OUR LIMITATION OF LIABILITY.  You acknowledge that due to the imperfect nature of verbal, written and electronic communication, neither Avanti Executive Suites nor Avanti Executive Suites, landlord or any of their respective officers, directors, employees, shareholders, partners, agents or representatives shall be responsible for damages, direct or consequential, that may result from the failure of Avanti Executive Suites to furnish any service, including but not limited to the service of conveying messages, communications and other utility or services.  Your sole remedy and Avanti Executive Suites’ sole obligation for any failure to render any service, any error or omission, or any delay or interruption of any service, is limited to an adjustment to your bill in an amount equal to the charge for such service, for the period during which the failure, delay or interruption continued.

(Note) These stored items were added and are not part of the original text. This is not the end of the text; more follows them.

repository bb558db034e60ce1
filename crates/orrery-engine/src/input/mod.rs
pub mod queue;
use glam::Vec2;

/// Raw input forwarded from the page. Pointer coordinates are canvas pixels
/// with the origin at the top-left corner.
#[derive(Debug, Clone, Copy, PartialEq)]
pub enum InputEvent {
    PointerDown { x: f32, y: f32 },
    PointerUp { x: f32, y: f32 },
    PointerMove { x: f32, y: f32 },
    /// Scroll wheel in lines, positive away from the user.
    Wheel { delta: f32 },
    /// New canvas size in CSS pixels.
    Resize { width: f32, height: f32 },
    /// Options-panel event. The game assigns meaning to `kind` and the
    /// three payload floats.
    Custom { kind: u32, a: f32, b: f32, c: f32 },
}

impl InputEvent {
    /// Pixel position for pointer events.
    pub fn pointer(&self) -> Option<Vec2> {
        match *self {
            InputEvent::PointerDown { x, y }
            | InputEvent::PointerUp { x, y }
            | InputEvent::PointerMove { x, y } => Some(Vec2::new(x, y)),
            _ => None,
        }
    }
}

/// Events gathered between frames, consumed by the next fixed tick.
pub struct InputQueue {
    events: Vec<InputEvent>,
}

impl InputQueue {
    pub fn new() -> Self {
        Self { events: Vec::with_capacity(32) }
    }

    pub fn push(&mut self, event: InputEvent) {
        self.events.push(event);
    }

    /// Take every pending event, leaving the queue empty.
    pub fn drain(&mut self) -> Vec<InputEvent> {
        std::mem::take(&mut self.events)
    }

    /// Pending events in arrival order.
    pub fn iter(&self) -> impl Iterator<Item = &InputEvent> {
        self.events.iter()
    }

    /// Where the pointer was last seen, if any pointer event is queued.
    pub fn pointer_position(&self) -> Option<Vec2> {
        self.events.iter().rev().find_map(InputEvent::pointer)
    }

    pub fn is_empty(&self) -> bool {
        self.events.is_empty()
    }

    pub fn len(&self) -> usize {
        self.events.len()
    }
}

impl Default for InputQueue {
    fn default() -> Self {
        Self::new()
    }
}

WITH THE SOLE EXCEPTION OF THE REMEDY DESCRIBED ABOVE, CLIENT EXPRESSLY AND SPECIFICALLY AGREES TO WAIVE, AND AGREES NOT TO MAKE, ANY CLAIM FOR DAMAGES, DIRECT OR CONSEQUENTIAL, INCLUDING WTH RESPECT TO LOST BUSINESS OR PROFITS, ARISING OUT OF ANY FAILURE TO FURNISH ANY SERVICE, ANY ERROR OR OMISSION WITH RESPECT THERETO, OR ANY DELAY OR INTERRUPTION OF SERVICES. AVANTI EXECUTIVE SUITES DISCLAIMS ANY WARRANTY OF MERCHANTABILITY OR FITNESS FOR A PARTICULAR PURPOSE.
5.
LICENSE AGREEMENT.  THIS AGREEMENT IS NOT A LEASE OR ANY OTHER INTEREST IN REAL PROPERTY.  IT IS A CONTRACTUAL ARRANGEMENT THAT CREATES A REVOCABLE LICENSE.  We retain legal possession and control of the center and the office assigned to you.  Our obligation to provide you space and services is subject to the terms of our lease with the building.  This agreement terminates simultaneously with the termination of our lease or the termination of the operation of our center for any reason.  As our client you do not have any rights under our lease with our landlord.  When this agreement is terminated because the term has expired or otherwise, your license to occupy the center is revoked.  You agree to remove your personal property and leave the office as of the date of termination.  We are not responsible for property left in the office after termination.
6.
DAMAGES AND INSURANCE.  You are responsible for any damage you cause to the center or your office(s) beyond normal wear and tear.  You shall be responsible for the cost of returning the Office(s) back to the original condition in which the space was received, including, without limitation, having the walls patched and painted, the carpets cleaned and/or replaced.  We have the right to inspect the condition of the office from time to time and make any necessary repairs.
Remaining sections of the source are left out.